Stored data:
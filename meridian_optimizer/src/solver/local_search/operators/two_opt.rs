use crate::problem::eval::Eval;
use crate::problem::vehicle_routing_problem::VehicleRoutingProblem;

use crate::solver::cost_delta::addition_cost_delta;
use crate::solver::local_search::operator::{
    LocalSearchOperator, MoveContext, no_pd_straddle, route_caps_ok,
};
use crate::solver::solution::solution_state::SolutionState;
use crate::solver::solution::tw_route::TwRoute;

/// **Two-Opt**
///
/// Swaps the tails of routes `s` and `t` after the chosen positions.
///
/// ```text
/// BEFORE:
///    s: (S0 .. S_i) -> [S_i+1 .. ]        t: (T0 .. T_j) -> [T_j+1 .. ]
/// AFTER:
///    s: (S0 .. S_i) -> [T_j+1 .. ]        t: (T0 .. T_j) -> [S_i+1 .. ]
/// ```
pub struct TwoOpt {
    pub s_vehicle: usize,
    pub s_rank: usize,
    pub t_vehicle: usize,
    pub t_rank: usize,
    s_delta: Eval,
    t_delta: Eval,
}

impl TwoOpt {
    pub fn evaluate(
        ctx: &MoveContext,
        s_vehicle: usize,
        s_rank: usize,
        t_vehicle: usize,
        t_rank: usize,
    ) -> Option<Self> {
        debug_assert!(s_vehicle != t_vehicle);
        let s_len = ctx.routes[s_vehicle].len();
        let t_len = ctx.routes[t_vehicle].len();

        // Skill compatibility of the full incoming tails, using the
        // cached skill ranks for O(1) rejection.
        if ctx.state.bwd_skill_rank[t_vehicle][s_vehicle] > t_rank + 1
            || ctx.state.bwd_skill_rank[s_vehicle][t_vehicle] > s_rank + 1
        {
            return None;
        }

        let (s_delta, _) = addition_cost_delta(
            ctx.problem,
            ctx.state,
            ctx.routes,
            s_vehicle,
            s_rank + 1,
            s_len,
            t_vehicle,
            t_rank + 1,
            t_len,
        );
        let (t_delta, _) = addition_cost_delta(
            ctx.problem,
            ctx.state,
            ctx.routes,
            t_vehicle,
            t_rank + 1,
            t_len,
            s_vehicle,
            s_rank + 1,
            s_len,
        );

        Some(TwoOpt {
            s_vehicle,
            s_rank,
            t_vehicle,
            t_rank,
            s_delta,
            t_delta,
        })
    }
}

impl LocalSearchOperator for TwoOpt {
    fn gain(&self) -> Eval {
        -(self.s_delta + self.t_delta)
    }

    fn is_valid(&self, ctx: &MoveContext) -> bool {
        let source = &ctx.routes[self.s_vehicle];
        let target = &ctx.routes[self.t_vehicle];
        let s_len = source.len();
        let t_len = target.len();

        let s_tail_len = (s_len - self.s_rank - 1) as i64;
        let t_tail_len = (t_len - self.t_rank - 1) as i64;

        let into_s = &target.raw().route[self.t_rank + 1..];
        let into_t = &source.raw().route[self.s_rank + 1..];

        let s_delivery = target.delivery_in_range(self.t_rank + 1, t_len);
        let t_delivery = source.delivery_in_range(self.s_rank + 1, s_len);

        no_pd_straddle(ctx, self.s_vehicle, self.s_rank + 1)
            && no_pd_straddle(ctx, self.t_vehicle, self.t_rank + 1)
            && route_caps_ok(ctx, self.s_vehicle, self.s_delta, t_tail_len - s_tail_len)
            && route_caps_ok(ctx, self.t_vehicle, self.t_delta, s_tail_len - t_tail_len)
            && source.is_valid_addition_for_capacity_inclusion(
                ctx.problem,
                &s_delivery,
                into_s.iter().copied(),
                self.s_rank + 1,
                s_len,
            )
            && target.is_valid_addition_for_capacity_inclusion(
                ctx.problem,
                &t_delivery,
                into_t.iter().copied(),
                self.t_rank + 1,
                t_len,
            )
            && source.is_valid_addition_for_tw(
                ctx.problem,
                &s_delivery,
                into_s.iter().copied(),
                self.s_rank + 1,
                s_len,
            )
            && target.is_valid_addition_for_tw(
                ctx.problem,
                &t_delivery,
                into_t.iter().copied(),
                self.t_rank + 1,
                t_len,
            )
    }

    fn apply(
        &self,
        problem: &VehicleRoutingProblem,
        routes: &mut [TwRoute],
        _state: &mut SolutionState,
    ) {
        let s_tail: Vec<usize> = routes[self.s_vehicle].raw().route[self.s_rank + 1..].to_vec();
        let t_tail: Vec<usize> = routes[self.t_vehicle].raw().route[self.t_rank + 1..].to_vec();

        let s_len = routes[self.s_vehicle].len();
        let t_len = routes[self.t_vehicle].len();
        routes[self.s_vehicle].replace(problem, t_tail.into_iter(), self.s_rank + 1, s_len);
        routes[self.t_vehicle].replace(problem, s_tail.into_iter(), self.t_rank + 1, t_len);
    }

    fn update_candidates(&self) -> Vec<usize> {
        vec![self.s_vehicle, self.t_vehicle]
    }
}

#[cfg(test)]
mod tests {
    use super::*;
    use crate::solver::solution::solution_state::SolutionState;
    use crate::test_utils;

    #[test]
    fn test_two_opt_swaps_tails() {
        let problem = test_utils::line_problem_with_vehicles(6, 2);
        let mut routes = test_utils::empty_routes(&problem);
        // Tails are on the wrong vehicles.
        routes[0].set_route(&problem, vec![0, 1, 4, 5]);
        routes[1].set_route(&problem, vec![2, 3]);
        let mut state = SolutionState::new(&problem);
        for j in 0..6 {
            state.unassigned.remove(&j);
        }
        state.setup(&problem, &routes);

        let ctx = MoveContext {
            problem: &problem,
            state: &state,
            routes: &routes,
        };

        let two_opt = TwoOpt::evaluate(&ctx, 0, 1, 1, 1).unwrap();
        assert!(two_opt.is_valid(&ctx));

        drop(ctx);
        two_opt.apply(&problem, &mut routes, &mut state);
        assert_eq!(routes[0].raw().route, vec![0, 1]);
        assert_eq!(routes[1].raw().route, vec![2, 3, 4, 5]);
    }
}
...
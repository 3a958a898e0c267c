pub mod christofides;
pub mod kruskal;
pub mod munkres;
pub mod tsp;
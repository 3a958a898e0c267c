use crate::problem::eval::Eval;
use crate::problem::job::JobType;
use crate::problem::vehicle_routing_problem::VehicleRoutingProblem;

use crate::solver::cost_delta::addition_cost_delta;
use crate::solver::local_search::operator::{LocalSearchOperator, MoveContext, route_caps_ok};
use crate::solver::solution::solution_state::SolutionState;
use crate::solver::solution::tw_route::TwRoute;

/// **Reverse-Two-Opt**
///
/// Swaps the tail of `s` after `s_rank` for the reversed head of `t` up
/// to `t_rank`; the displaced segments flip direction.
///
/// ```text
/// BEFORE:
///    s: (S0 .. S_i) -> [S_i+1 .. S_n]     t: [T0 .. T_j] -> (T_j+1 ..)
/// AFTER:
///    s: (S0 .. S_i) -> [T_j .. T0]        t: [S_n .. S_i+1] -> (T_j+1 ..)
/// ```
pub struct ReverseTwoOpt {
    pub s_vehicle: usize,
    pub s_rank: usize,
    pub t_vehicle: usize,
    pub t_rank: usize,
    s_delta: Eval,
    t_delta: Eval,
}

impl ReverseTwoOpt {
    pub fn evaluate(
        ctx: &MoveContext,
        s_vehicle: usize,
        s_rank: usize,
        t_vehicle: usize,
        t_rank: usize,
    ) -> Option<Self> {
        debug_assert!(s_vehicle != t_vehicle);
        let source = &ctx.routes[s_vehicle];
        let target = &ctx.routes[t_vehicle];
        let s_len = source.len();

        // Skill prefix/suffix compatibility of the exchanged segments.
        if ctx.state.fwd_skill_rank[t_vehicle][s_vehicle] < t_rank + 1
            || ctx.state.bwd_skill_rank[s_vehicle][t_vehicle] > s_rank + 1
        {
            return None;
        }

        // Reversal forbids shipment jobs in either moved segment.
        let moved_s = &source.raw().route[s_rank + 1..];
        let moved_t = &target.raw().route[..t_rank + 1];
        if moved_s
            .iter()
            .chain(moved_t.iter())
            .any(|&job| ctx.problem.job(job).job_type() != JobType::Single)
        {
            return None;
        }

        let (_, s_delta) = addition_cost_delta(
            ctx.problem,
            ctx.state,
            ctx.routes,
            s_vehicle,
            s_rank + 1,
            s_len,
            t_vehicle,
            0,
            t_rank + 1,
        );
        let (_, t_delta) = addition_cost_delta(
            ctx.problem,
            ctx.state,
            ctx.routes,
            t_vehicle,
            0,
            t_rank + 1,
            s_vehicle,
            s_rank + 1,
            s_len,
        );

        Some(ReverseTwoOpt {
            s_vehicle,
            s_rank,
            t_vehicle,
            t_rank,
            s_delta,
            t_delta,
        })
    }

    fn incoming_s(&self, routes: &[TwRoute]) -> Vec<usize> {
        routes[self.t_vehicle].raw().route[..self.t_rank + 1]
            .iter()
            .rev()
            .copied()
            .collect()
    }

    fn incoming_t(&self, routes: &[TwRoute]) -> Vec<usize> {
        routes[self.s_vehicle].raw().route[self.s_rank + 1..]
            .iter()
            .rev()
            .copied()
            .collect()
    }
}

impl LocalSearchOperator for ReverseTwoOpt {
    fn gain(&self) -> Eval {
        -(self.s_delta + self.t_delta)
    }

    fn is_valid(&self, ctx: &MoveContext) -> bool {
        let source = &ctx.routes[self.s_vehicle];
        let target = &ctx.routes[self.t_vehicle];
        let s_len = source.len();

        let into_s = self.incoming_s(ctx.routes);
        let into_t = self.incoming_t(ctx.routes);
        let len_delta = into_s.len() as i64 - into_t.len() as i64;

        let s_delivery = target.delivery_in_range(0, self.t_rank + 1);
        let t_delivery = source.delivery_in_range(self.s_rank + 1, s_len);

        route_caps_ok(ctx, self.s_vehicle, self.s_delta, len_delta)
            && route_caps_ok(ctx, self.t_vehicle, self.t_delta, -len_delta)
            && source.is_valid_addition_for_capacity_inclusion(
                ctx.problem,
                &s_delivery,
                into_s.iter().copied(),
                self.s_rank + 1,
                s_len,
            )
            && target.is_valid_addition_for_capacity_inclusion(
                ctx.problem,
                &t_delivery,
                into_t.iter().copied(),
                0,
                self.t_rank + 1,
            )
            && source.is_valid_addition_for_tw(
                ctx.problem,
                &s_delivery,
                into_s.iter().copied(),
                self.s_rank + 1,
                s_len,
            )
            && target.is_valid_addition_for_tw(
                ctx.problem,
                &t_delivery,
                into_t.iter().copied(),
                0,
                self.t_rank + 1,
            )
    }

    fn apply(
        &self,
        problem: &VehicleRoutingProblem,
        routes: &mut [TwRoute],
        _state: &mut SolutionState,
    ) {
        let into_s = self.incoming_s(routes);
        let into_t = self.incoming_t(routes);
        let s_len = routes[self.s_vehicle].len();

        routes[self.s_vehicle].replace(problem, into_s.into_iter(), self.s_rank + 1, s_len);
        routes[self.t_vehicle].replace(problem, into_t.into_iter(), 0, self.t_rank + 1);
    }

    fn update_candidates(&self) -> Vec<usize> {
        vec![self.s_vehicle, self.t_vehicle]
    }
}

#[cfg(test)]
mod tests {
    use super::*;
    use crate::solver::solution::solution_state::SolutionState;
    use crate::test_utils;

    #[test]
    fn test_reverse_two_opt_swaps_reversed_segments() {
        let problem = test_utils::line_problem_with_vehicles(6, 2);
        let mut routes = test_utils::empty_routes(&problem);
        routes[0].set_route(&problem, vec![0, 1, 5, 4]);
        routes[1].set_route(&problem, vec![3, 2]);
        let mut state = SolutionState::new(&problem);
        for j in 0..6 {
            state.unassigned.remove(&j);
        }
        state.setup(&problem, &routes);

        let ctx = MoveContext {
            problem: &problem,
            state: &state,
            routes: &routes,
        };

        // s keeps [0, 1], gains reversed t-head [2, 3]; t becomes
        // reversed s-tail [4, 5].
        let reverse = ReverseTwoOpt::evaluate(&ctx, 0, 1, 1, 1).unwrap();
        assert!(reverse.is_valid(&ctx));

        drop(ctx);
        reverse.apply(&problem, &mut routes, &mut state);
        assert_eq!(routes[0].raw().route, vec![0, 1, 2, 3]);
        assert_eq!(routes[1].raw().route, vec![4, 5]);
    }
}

Your instructions –
What number of lines above include the string "unwrap"? State it and nothing else.

Answer to this exercise –
2